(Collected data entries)
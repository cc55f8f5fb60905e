//! Pilotage du runtime conteneur (docker ou podman) via sa CLI.
//!
//! Toutes les opérations passent par des sous-processus : pas de dépendance
//! au daemon API. Les échecs remontent en `HubError::Runtime` avec le stderr.

use std::path::Path;
use std::process::Stdio;
use std::time::Duration;
use tokio::io::{AsyncBufReadExt, BufReader};
use tokio::process::Command;
use tokio::sync::mpsc;
use tracing::{debug, warn};

use crate::error::HubError;
use crate::logs::{parse_log_line, LogLine};

#[derive(Debug, Clone)]
pub struct ContainerCli {
    runtime: String,
}

/// État instantané d'un conteneur (`docker inspect`).
#[derive(Debug, Clone)]
pub struct ContainerState {
    pub status: String,
    pub restart_count: u32,
}

/// Entrée de `docker ps` filtrée sur nos labels.
#[derive(Debug, Clone)]
pub struct PsEntry {
    pub name: String,
    pub image: String,
    pub state: String,
    pub connector_type: String,
    pub instance_id: String,
}

impl ContainerCli {
    /// Détecte docker puis podman, comme le fait l'outillage conteneur
    /// du reste de l'écosystème.
    pub async fn detect() -> Result<Self, HubError> {
        for runtime in ["docker", "podman"] {
            let ok = Command::new(runtime)
                .arg("--version")
                .stdout(Stdio::null())
                .stderr(Stdio::null())
                .status()
                .await
                .map(|s| s.success())
                .unwrap_or(false);
            if ok {
                return Ok(Self { runtime: runtime.to_string() });
            }
        }
        Err(HubError::Runtime("no container runtime found (docker/podman)".to_string()))
    }

    pub fn with_runtime(runtime: impl Into<String>) -> Self {
        Self { runtime: runtime.into() }
    }

    async fn run(&self, args: &[String]) -> Result<String, HubError> {
        debug!("{} {}", self.runtime, args.join(" "));
        let output = Command::new(&self.runtime).args(args).output().await?;
        if output.status.success() {
            Ok(String::from_utf8_lossy(&output.stdout).trim().to_string())
        } else {
            Err(HubError::Runtime(
                String::from_utf8_lossy(&output.stderr).trim().to_string(),
            ))
        }
    }

    pub async fn image_exists(&self, tag: &str) -> bool {
        self.run(&["image".into(), "inspect".into(), tag.into()]).await.is_ok()
    }

    /// Build avec timeout appelant : le process est tué à l'expiration.
    pub async fn build(
        &self,
        dockerfile: &Path,
        context: &Path,
        tag: &str,
        timeout: Duration,
    ) -> Result<(), HubError> {
        let mut child = Command::new(&self.runtime)
            .arg("build")
            .arg("-f")
            .arg(dockerfile)
            .arg("-t")
            .arg(tag)
            .arg(context)
            .stdout(Stdio::piped())
            .stderr(Stdio::piped())
            // Le drop du futur wait_with_output doit tuer le process :
            // un build expiré ne survit pas au timeout.
            .kill_on_drop(true)
            .spawn()?;

        let output = match tokio::time::timeout(timeout, child.wait_with_output()).await {
            Ok(result) => result?,
            Err(_) => {
                return Err(HubError::Timeout(format!("build of image '{tag}'")));
            }
        };
        if output.status.success() {
            Ok(())
        } else {
            Err(HubError::Runtime(
                String::from_utf8_lossy(&output.stderr).trim().to_string(),
            ))
        }
    }

    pub async fn create(&self, args: Vec<String>) -> Result<(), HubError> {
        self.run(&args).await.map(|_| ())
    }

    pub async fn start(&self, name: &str) -> Result<(), HubError> {
        self.run(&["start".into(), name.into()]).await.map(|_| ())
    }

    /// Arrêt deux phases géré par le runtime : signal de terminaison, délai
    /// de grâce, puis kill forcé.
    pub async fn stop(&self, name: &str, grace_seconds: u64) -> Result<(), HubError> {
        self.run(&[
            "stop".into(),
            "-t".into(),
            grace_seconds.to_string(),
            name.into(),
        ])
        .await
        .map(|_| ())
    }

    pub async fn remove(&self, name: &str, force: bool) -> Result<(), HubError> {
        let mut args = vec!["rm".to_string()];
        if force {
            args.push("-f".to_string());
        }
        args.push(name.to_string());
        self.run(&args).await.map(|_| ())
    }

    pub async fn exists(&self, name: &str) -> bool {
        self.inspect_state(name).await.ok().flatten().is_some()
    }

    pub async fn inspect_state(&self, name: &str) -> Result<Option<ContainerState>, HubError> {
        let args = vec![
            "inspect".to_string(),
            "--format".to_string(),
            "{{.State.Status}}\t{{.RestartCount}}".to_string(),
            name.to_string(),
        ];
        match self.run(&args).await {
            Ok(out) => {
                let mut parts = out.split('\t');
                let status = parts.next().unwrap_or("unknown").to_string();
                let restart_count = parts.next().and_then(|s| s.parse().ok()).unwrap_or(0);
                Ok(Some(ContainerState { status, restart_count }))
            }
            Err(HubError::Runtime(msg)) if msg.to_lowercase().contains("no such") => Ok(None),
            Err(e) => Err(e),
        }
    }

    /// Liste les conteneurs portant un label donné.
    pub async fn list(&self, label_filter: &str) -> Result<Vec<PsEntry>, HubError> {
        let format = "{{.Names}}\t{{.Image}}\t{{.State}}\t\
                      {{.Label \"trellis.connector\"}}\t{{.Label \"trellis.instance\"}}";
        let out = self
            .run(&[
                "ps".into(),
                "-a".into(),
                "--filter".into(),
                format!("label={label_filter}"),
                "--format".into(),
                format.into(),
            ])
            .await?;

        let mut entries = Vec::new();
        for line in out.lines().filter(|l| !l.trim().is_empty()) {
            let fields: Vec<&str> = line.split('\t').collect();
            if fields.len() < 5 {
                warn!("ligne ps inattendue: {line}");
                continue;
            }
            entries.push(PsEntry {
                name: fields[0].to_string(),
                image: fields[1].to_string(),
                state: fields[2].to_string(),
                connector_type: fields[3].to_string(),
                instance_id: fields[4].to_string(),
            });
        }
        Ok(entries)
    }

    /// Flux de logs classifiés. `follow` garde le process vivant ; il est
    /// tué quand le récepteur est lâché.
    pub fn stream_logs(
        &self,
        name: &str,
        tail: Option<u32>,
        since: Option<String>,
        follow: bool,
    ) -> Result<mpsc::Receiver<LogLine>, HubError> {
        let mut args: Vec<String> = vec!["logs".into(), "--timestamps".into()];
        if let Some(n) = tail {
            args.push("--tail".into());
            args.push(n.to_string());
        }
        if let Some(ts) = since {
            args.push("--since".into());
            args.push(ts);
        }
        if follow {
            args.push("-f".into());
        }
        args.push(name.to_string());

        let mut child = Command::new(&self.runtime)
            .args(&args)
            .stdout(Stdio::piped())
            .stderr(Stdio::piped())
            .spawn()?;

        let (tx, rx) = mpsc::channel::<LogLine>(256);
        let stdout = child.stdout.take();
        let stderr = child.stderr.take();

        // Les workers loggent souvent sur stderr : même traitement.
        if let Some(out) = stdout {
            let tx = tx.clone();
            tokio::spawn(async move {
                let mut lines = BufReader::new(out).lines();
                while let Ok(Some(line)) = lines.next_line().await {
                    if tx.send(parse_log_line(&line)).await.is_err() {
                        break;
                    }
                }
            });
        }
        if let Some(err) = stderr {
            let tx = tx.clone();
            tokio::spawn(async move {
                let mut lines = BufReader::new(err).lines();
                while let Ok(Some(line)) = lines.next_line().await {
                    if tx.send(parse_log_line(&line)).await.is_err() {
                        break;
                    }
                }
            });
        }

        // Tue le process `logs -f` quand le récepteur est lâché.
        tokio::spawn(async move {
            loop {
                if tx.is_closed() {
                    let _ = child.kill().await;
                    break;
                }
                match tokio::time::timeout(Duration::from_millis(500), child.wait()).await {
                    Ok(_) => break,
                    Err(_) => continue,
                }
            }
        });

        Ok(rx)
    }
}

#[cfg(test)]
mod tests {
    use super::*;
    use std::os::unix::fs::PermissionsExt;

    // Le runtime est un binaire factice qui note son PID puis dort : tout
    // ce qu'on vérifie ici, c'est le contrat d'abandon du build.
    #[tokio::test]
    async fn test_build_timeout_kills_child() {
        let dir = tempfile::tempdir().unwrap();
        let pid_file = dir.path().join("pid");
        let script = dir.path().join("fake-runtime");
        std::fs::write(
            &script,
            format!("#!/bin/sh\necho $$ > {}\nexec sleep 20\n", pid_file.display()),
        )
        .unwrap();
        std::fs::set_permissions(&script, std::fs::Permissions::from_mode(0o755)).unwrap();

        let cli = ContainerCli::with_runtime(script.to_string_lossy().to_string());
        let res = cli
            .build(
                &dir.path().join("Dockerfile"),
                dir.path(),
                "trellis-connector-test:latest",
                Duration::from_millis(200),
            )
            .await;
        assert!(matches!(res, Err(HubError::Timeout(_))));

        let pid: i32 = std::fs::read_to_string(&pid_file).unwrap().trim().parse().unwrap();
        let mut alive = true;
        for _ in 0..20 {
            match std::fs::read_to_string(format!("/proc/{pid}/stat")) {
                // Encore vivant (pas zombie) : on laisse au kill le temps d'agir
                Ok(stat) if !stat.contains(") Z ") => {
                    tokio::time::sleep(Duration::from_millis(100)).await;
                }
                _ => {
                    alive = false;
                    break;
                }
            }
        }
        assert!(!alive, "build process survived the timeout");
    }
}
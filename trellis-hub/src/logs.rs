//! Flux de logs d'une unité : {timestamp, level, content}.
//!
//! La sévérité est déduite par inspection légère du contenu. C'est purement
//! indicatif (affichage, filtrage) : jamais utilisé pour une décision de
//! contrôle.

use serde::Serialize;
use time::format_description::well_known::Rfc3339;
use time::OffsetDateTime;

#[derive(Debug, Clone, Copy, PartialEq, Eq, Serialize)]
#[serde(rename_all = "lowercase")]
pub enum LogLevel {
    Info,
    Success,
    Warning,
    Error,
}

#[derive(Debug, Clone, Serialize)]
pub struct LogLine {
    #[serde(skip_serializing_if = "Option::is_none")]
    pub timestamp: Option<String>,
    pub level: LogLevel,
    pub content: String,
}

pub fn classify_level(content: &str) -> LogLevel {
    let lower = content.to_lowercase();
    if lower.contains("error") || lower.contains("exception") || lower.contains("traceback") {
        LogLevel::Error
    } else if lower.contains("warning") || lower.contains("warn") {
        LogLevel::Warning
    } else if lower.contains("success") || lower.contains("connected") || lower.contains("online") {
        LogLevel::Success
    } else {
        LogLevel::Info
    }
}

/// Découpe une ligne `docker logs --timestamps` (préfixe RFC3339 + espace).
pub fn parse_log_line(raw: &str) -> LogLine {
    if let Some((prefix, rest)) = raw.split_once(' ') {
        if OffsetDateTime::parse(prefix, &Rfc3339).is_ok() {
            return LogLine {
                timestamp: Some(prefix.to_string()),
                level: classify_level(rest),
                content: rest.to_string(),
            };
        }
    }
    LogLine {
        timestamp: None,
        level: classify_level(raw),
        content: raw.to_string(),
    }
}

#[cfg(test)]
mod tests {
    use super::*;

    #[test]
    fn test_classification_heuristics() {
        assert_eq!(classify_level("connection refused ERROR"), LogLevel::Error);
        assert_eq!(classify_level("unhandled exception in poll loop"), LogLevel::Error);
        assert_eq!(classify_level("Warning: slow response"), LogLevel::Warning);
        assert_eq!(classify_level("worker online, 3 devices"), LogLevel::Success);
        assert_eq!(classify_level("polling light1"), LogLevel::Info);
    }

    #[test]
    fn test_timestamp_prefix_extraction() {
        let line = parse_log_line("2026-08-25T10:00:00.123456789Z worker online");
        assert_eq!(line.timestamp.as_deref(), Some("2026-08-25T10:00:00.123456789Z"));
        assert_eq!(line.level, LogLevel::Success);
        assert_eq!(line.content, "worker online");

        let bare = parse_log_line("no timestamp here");
        assert!(bare.timestamp.is_none());
        assert_eq!(bare.content, "no timestamp here");
    }
}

* Exercise directions
Copy every line from the entries that contains the word "trellis".

* Answer to the problem
                      {{.Label \"trellis.connector\"}}\t{{.Label \"trellis.instance\"}}";
                "trellis-connector-test:latest",
filename trellis-hub/src/logs.rs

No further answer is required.